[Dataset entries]
----------

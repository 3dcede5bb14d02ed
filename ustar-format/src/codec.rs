//! Conversion between raw 512-byte header blocks and [`Header`]s.
//!
//! These functions do no I/O; the archive cursor feeds them its scratch block.

use crate::error::{Error, Result};
use crate::header::{layout, EntryName, EntryType, Header, BLOCK_SIZE};

/// A raw header block as stored in the archive.
pub type RawHeader = [u8; BLOCK_SIZE];

/// Sum of the checksum field when it holds eight ASCII spaces.
const CHECKSUM_BIAS: u64 = 8 * b' ' as u64;

/// Computes the header checksum, treating the checksum field as spaces.
pub fn checksum(raw: &RawHeader) -> u64 {
    let head = &raw[..layout::CHECKSUM];
    let tail = &raw[layout::CHECKSUM + layout::CHECKSUM_LEN..];

    head.iter()
        .chain(tail.iter())
        .fold(CHECKSUM_BIAS, |sum, byte| sum + *byte as u64)
}

/// Parses an octal field. Leading spaces are skipped, and the digits end at
/// the first NUL or space or at the end of the field. Only NULs and spaces
/// may follow the digits; anything else is malformed.
pub fn parse_octal(field: &[u8]) -> Result<u64> {
    let start = field
        .iter()
        .position(|b| *b != b' ')
        .unwrap_or(field.len());
    let field = &field[start..];
    let end = field
        .iter()
        .position(|b| *b == 0 || *b == b' ')
        .unwrap_or(field.len());
    let (digits, rest) = field.split_at(end);

    if rest.iter().any(|b| *b != 0 && *b != b' ') {
        return Err(Error::Overflow);
    }

    let mut n: u64 = 0;
    for byte in digits.iter().copied() {
        if !(b'0'..=b'7').contains(&byte) {
            return Err(Error::Overflow);
        }

        n = n
            .checked_mul(8)
            .and_then(|n| n.checked_add((byte - b'0') as u64))
            .ok_or(Error::Overflow)?;
    }

    Ok(n)
}

/// Writes `value` right-aligned and zero-padded into all but the last byte of
/// `field`, which is left as a NUL terminator.
pub fn print_octal(field: &mut [u8], value: u64) -> Result<()> {
    let (last, digits) = match field.split_last_mut() {
        Some(v) => v,
        None => return Err(Error::Overflow),
    };
    *last = 0;

    let mut value = value;
    for slot in digits.iter_mut().rev() {
        *slot = b'0' + (value % 8) as u8;
        value /= 8;
    }

    if value != 0 {
        return Err(Error::Overflow);
    }
    Ok(())
}

fn parse_field<T: TryFrom<u64>>(raw: &RawHeader, offset: usize, len: usize) -> Result<T> {
    let value = parse_octal(&raw[offset..offset + len])?;
    T::try_from(value).map_err(|_| Error::Overflow)
}

/// Decodes a header block.
///
/// Returns [`Error::NullRecord`] for a block whose checksum field starts with
/// NUL, which is how the end-of-archive blocks present.
pub fn decode(raw: &RawHeader) -> Result<Header> {
    let checksum_field = &raw[layout::CHECKSUM..layout::CHECKSUM + layout::CHECKSUM_LEN];
    if checksum_field[0] == 0 {
        return Err(Error::NullRecord);
    }

    let stored = parse_octal(checksum_field)?;
    let computed = checksum(raw);
    if stored != computed {
        return Err(Error::BadChecksum { stored, computed });
    }

    Ok(Header {
        mode: parse_field(raw, layout::MODE, layout::MODE_LEN)?,
        owner: parse_field(raw, layout::OWNER, layout::OWNER_LEN)?,
        group: parse_field(raw, layout::GROUP, layout::GROUP_LEN)?,
        size: parse_field(raw, layout::SIZE, layout::SIZE_LEN)?,
        mtime: parse_field(raw, layout::MTIME, layout::MTIME_LEN)?,
        kind: EntryType::from_byte(raw[layout::TYPE]),
        name: EntryName::from_field(&raw[layout::NAME..layout::NAME + layout::NAME_LEN]),
        linkname: EntryName::from_field(
            &raw[layout::LINKNAME..layout::LINKNAME + layout::LINKNAME_LEN],
        ),
    })
}

/// Encodes `header` into `raw`, overwriting all 512 bytes.
pub fn encode_into(header: &Header, raw: &mut RawHeader) -> Result<()> {
    raw.fill(0);

    print_octal(
        &mut raw[layout::MODE..layout::MODE + layout::MODE_LEN],
        header.mode as u64,
    )?;
    print_octal(
        &mut raw[layout::OWNER..layout::OWNER + layout::OWNER_LEN],
        header.owner as u64,
    )?;
    print_octal(
        &mut raw[layout::GROUP..layout::GROUP + layout::GROUP_LEN],
        header.group as u64,
    )?;
    print_octal(
        &mut raw[layout::SIZE..layout::SIZE + layout::SIZE_LEN],
        header.size,
    )?;
    print_octal(
        &mut raw[layout::MTIME..layout::MTIME + layout::MTIME_LEN],
        header.mtime,
    )?;

    raw[layout::TYPE] = header.kind.as_byte();

    let name = header.name.as_bytes();
    raw[layout::NAME..layout::NAME + name.len()].copy_from_slice(name);
    let linkname = header.linkname.as_bytes();
    raw[layout::LINKNAME..layout::LINKNAME + linkname.len()].copy_from_slice(linkname);

    // Seven digits, then a space where print_octal left its NUL.
    let sum = checksum(raw);
    let field = &mut raw[layout::CHECKSUM..layout::CHECKSUM + layout::CHECKSUM_LEN];
    print_octal(field, sum)?;
    field[layout::CHECKSUM_LEN - 1] = b' ';

    Ok(())
}

pub fn encode(header: &Header) -> Result<RawHeader> {
    let mut raw = [0u8; BLOCK_SIZE];
    encode_into(header, &mut raw)?;
    Ok(raw)
}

----------

**Exercise objective**
Keep only those lines of the records that hold "left", and return them.

**Exercise response**
/// `field`, which is left as a NUL terminator.
    // Seven digits, then a space where print_octal left its NUL.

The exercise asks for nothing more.